Vogler received his B.S. in engineering science and mechanics from Virginia Tech, his S.M. in aeronautics and astronautics from MIT, and his Ph.D. in engineering mechanics from The University of Texas at Austin. His graduate studies were supported by a fellowship from the Fannie and John Hertz Foundation.
Following a post-doc in the Impact Physics Branch of the U.S. Army Research Laboratory, Vogler joined the experimental shock physics group at Sandia National Laboratories in Albuquerque, New Mexico, in 2001. In 2008, he moved to Sandia’s site in Livermore, California.
At Sandia, Vogler has supported a wide range of national security programs through fundamental studies of the behavior of materials at high pressures and strain rates. This work has primarily involved understanding the strength and failure of material as well as phenomena at engineering length scales that emerge from lower length scales. This research has utilized experimental capabilities including Sandia’s Z machine, gas guns, explosive facilities, the Advanced Photon Source at Argonne, and the proton radiographic facility at Los Alamos as well as the DOE’s high performance computing capabilities for continuum, mesoscale, atomic, and ab initio simulations. Since moving to California, he has also supported the development and sustainment of DOE systems through large-scale simulations and experiments.

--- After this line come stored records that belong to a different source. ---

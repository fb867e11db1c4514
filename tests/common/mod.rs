//! Shared test utilities for integration and E2E tests.
//!
//! ## Usage
//!
//! ```rust,ignore
//! mod common;
//! use common::prelude::*;
//!
//! #[test]
//! fn test_example() {
//!     let fixture = EnvFixture::new().with_settings("workspace: alice\n");
//!     fixture.command().args(["sync", "--robot", "localhost"]);
//! }
//! ```

use assert_fs::prelude::*;
use std::path::Path;

/// Re-export commonly used test dependencies for convenience.
pub mod prelude {
    pub use assert_cmd::cargo::cargo_bin_cmd;
    pub use assert_fs::prelude::*;
    pub use predicates::prelude::*;

    pub use super::EnvFixture;
}

/// A temporary development environment root.
///
/// Repositories live under `src/`, each with a `manifest.yaml` and its
/// components under `components/<name>/`.
pub struct EnvFixture {
    temp_dir: assert_fs::TempDir,
}

#[allow(dead_code)]
impl EnvFixture {
    pub fn new() -> Self {
        Self {
            temp_dir: assert_fs::TempDir::new().expect("Failed to create temp directory"),
        }
    }

    /// Writes `robotdev.yaml`.
    pub fn with_settings(self, content: &str) -> Self {
        self.with_file("robotdev.yaml", content)
    }

    /// Writes `robots.yaml`.
    pub fn with_robots(self, content: &str) -> Self {
        self.with_file("robots.yaml", content)
    }

    /// Writes `src/<repo>/manifest.yaml`.
    pub fn with_repo(self, repo: &str, version: &str) -> Self {
        self.with_file(
            &format!("src/{}/manifest.yaml", repo),
            &format!("version: '{}'\n", version),
        )
    }

    /// Writes a component descriptor and one dockerfile per platform.
    pub fn with_component(self, repo: &str, name: &str, descriptor: &str, platforms: &[&str]) -> Self {
        let folder = format!("src/{}/components/{}", repo, name);
        let mut fixture = self.with_file(&format!("{}/{}.yaml", folder, name), descriptor);
        for platform in platforms {
            fixture = fixture.with_file(
                &format!("{}/dockerfiles/{}.dockerfile", folder, platform),
                "FROM ubuntu:22.04\n",
            );
        }
        fixture
    }

    pub fn with_file(self, path: &str, content: &str) -> Self {
        self.temp_dir
            .child(path)
            .write_str(content)
            .expect("Failed to write file");
        self
    }

    pub fn path(&self) -> &Path {
        self.temp_dir.path()
    }

    /// A `robotdev` command pointed at this environment.
    pub fn command(&self) -> assert_cmd::Command {
        let mut cmd = assert_cmd::cargo::cargo_bin_cmd!("robotdev");
        cmd.env("ROBOTDEV_ENV", self.path())
            .env("NO_COLOR", "1")
            .env_remove("RUST_LOG")
            .env_remove("DOCKER_HOST");
        cmd
    }
}

impl Default for EnvFixture {
    fn default() -> Self {
        Self::new()
    }
}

Vogler has been active in the American Physical Society’s Topical Group on Shock Compression of Condensed Matter including serving as the group’s secretary-treasurer (2007-2009), co-organizing their biennial international conference (2011), serving as the vice-chair/chair-elect/chair (2011-2013), and in several other roles including founding and running the group’s virtual seminar series that began in 2020. He was selected as a fellow of the American Physical Society in 2019. Vogler has also served on the selection committee of the DOE NNSA’s Stewardship Science Graduate Fellowship since 2008, on the external advisory committee for the UT Austin ASE/EM department (2013-2015) and on the National Academies external advisory committee for the U.S. Army Research Laboratory (2015-2016).
Vogler lives in Livermore, California with his wife, Leah Larkin, who received her Ph.D. in botany from UT Austin. They have two children, Chase and Molly. He enjoys coaching youth running, having started a successful cross country team in Livermore and competing in endurance events including triathlons and in recent years, ultramarathons.